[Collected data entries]
- Opening Delimiter -

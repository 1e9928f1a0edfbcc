//! Grid Storage Module
//!
//! Named stores shared by every node of a grid: key/value maps, FIFO queues
//! and sets, plus transactions spanning any of them.
//!
//! ## Core Concepts
//! - **Backend**: `StorageBackend` is the pluggable, untyped contract. Values
//!   travel as JSON. `MemoryStorage` is the bundled in-process backend.
//! - **Typed handles**: `GridMap<T>`, `GridQueue<T>` and `GridSet<T>` wrap a
//!   store name and serialize values with serde.
//! - **Change reporting**: `put`/`add` return `true` only when visible state
//!   changed, `update` always returns `true`, `delete` returns whether a key
//!   was removed.
//! - **Transactions**: the body receives a transactional `GridStorage`.
//!   Handles opened from it buffer their writes, which become visible all at
//!   once on commit and are dropped if the body fails. A commit that finds
//!   data it read changed by someone else reruns the body.

pub mod backend;
mod entries;
pub mod memory;
pub mod store;
mod transaction;

pub use backend::{CommitBatch, PutMode, ReadCheck, StorageBackend, StoreKind, StoreSnapshot, WriteOp};
pub use memory::MemoryStorage;
pub use store::{GridMap, GridQueue, GridSet};

use crate::error::{GridError, GridResult};
use crate::util::wait::Backoff;
use memory::panic_message;
use transaction::Transaction;

use serde::Serialize;
use serde::de::DeserializeOwned;
use std::future::Future;
use std::panic::AssertUnwindSafe;
use std::sync::Arc;
use std::time::Duration;

/// Reserved map holding grid-wide string settings.
pub const GLOBALS_STORE: &str = "globals";

/// Times a transaction body runs before a commit conflict is returned.
pub const MAX_COMMIT_ATTEMPTS: u32 = 32;

fn commit_backoff() -> Backoff {
    Backoff::exponential(Duration::from_millis(1), Duration::from_millis(32))
}

/// Ends a transaction when dropped, so storage clones that outlive the body
/// cannot keep writing into it.
struct Ending(Arc<Transaction>);

impl Drop for Ending {
    fn drop(&mut self) {
        self.0.end();
    }
}

/// Entry point to the stores of one grid.
#[derive(Clone)]
pub struct GridStorage {
    backend: Arc<dyn StorageBackend>,
    transaction: Option<Arc<Transaction>>,
}

impl GridStorage {
    pub fn new(backend: Arc<dyn StorageBackend>) -> Self {
        Self {
            backend,
            transaction: None,
        }
    }

    pub fn in_memory() -> Self {
        Self::new(MemoryStorage::new())
    }

    pub fn map<T>(&self, name: &str) -> GridResult<GridMap<T>>
    where
        T: Serialize + DeserializeOwned,
    {
        GridMap::open(self.backend.clone(), name)
    }

    pub fn queue<T>(&self, name: &str) -> GridResult<GridQueue<T>>
    where
        T: Serialize + DeserializeOwned,
    {
        GridQueue::open(self.backend.clone(), name)
    }

    pub fn set<T>(&self, name: &str) -> GridResult<GridSet<T>>
    where
        T: Serialize + DeserializeOwned,
    {
        GridSet::open(self.backend.clone(), name)
    }

    pub fn globals(&self) -> GridResult<GridMap<String>> {
        self.map(GLOBALS_STORE)
    }

    pub fn store_names(&self) -> GridResult<Vec<String>> {
        self.backend.store_names()
    }

    pub fn store_exists(&self, name: &str) -> bool {
        self.backend.store_exists(name)
    }

    pub fn destroy(&self) -> GridResult<()> {
        self.backend.destroy()
    }

    /// Whether handles opened from this storage write into a transaction.
    pub fn in_transaction(&self) -> bool {
        self.transaction.is_some()
    }

    fn begin(&self) -> (GridStorage, Ending) {
        let transaction = Arc::new(Transaction::new(self.backend.clone()));
        let storage = GridStorage {
            backend: transaction.clone(),
            transaction: Some(transaction.clone()),
        };
        (storage, Ending(transaction))
    }

    /// Runs `body` as one transaction and returns its value.
    ///
    /// Only handles opened from the storage passed to `body` take part in the
    /// transaction. A body error (or panic) discards every buffered write and
    /// is returned as `GridError::Transaction`. When the commit finds that
    /// data the body read was changed meanwhile, the body runs again, up to
    /// [`MAX_COMMIT_ATTEMPTS`] times before `GridError::Conflict` is returned.
    ///
    /// Called on a transactional storage, `body` joins that transaction.
    pub fn run_in_transaction<R, F>(&self, mut body: F) -> GridResult<R>
    where
        F: FnMut(&GridStorage) -> anyhow::Result<R>,
    {
        if self.in_transaction() {
            return body(self).map_err(GridError::Transaction);
        }

        let mut backoff = commit_backoff();
        let mut attempt = 1;
        loop {
            let (storage, ending) = self.begin();
            let value = match std::panic::catch_unwind(AssertUnwindSafe(|| body(&storage))) {
                Ok(Ok(value)) => value,
                Ok(Err(e)) => return Err(GridError::Transaction(e)),
                Err(panic) => {
                    return Err(GridError::Transaction(anyhow::anyhow!(
                        "transaction body panicked: {}",
                        panic_message(panic.as_ref())
                    )));
                }
            };

            match ending.0.commit() {
                Err(GridError::Conflict(reason)) if attempt < MAX_COMMIT_ATTEMPTS => {
                    tracing::debug!("Transaction attempt {} conflicted: {}", attempt, reason);
                    attempt += 1;
                    std::thread::sleep(backoff.next_delay());
                }
                outcome => return outcome.map(|()| value),
            }
        }
    }

    /// Async form of [`run_in_transaction`](Self::run_in_transaction). The
    /// transactional storage is owned by the body's future, so it may be
    /// cloned into spawned work that finishes before the body does.
    pub async fn run_in_transaction_async<R, F, Fut>(&self, mut body: F) -> GridResult<R>
    where
        F: FnMut(GridStorage) -> Fut,
        Fut: Future<Output = anyhow::Result<R>>,
    {
        if self.in_transaction() {
            return body(self.clone()).await.map_err(GridError::Transaction);
        }

        let mut backoff = commit_backoff();
        let mut attempt = 1;
        loop {
            let (storage, ending) = self.begin();
            let value = body(storage).await.map_err(GridError::Transaction)?;

            match ending.0.commit() {
                Err(GridError::Conflict(reason)) if attempt < MAX_COMMIT_ATTEMPTS => {
                    tracing::debug!("Transaction attempt {} conflicted: {}", attempt, reason);
                    attempt += 1;
                    tokio::time::sleep(backoff.next_delay()).await;
                }
                outcome => return outcome.map(|()| value),
            }
        }
    }
}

- Closing Delimiter -

ACTIVITY: With "GridStorage" as the word to match, copy each line of the records that has it.

ANSWER FOR THE TASK:
//! - **Transactions**: the body receives a transactional `GridStorage`.
pub struct GridStorage {
impl GridStorage {
    fn begin(&self) -> (GridStorage, Ending) {
        let storage = GridStorage {
        F: FnMut(&GridStorage) -> anyhow::Result<R>,
        F: FnMut(GridStorage) -> Fut,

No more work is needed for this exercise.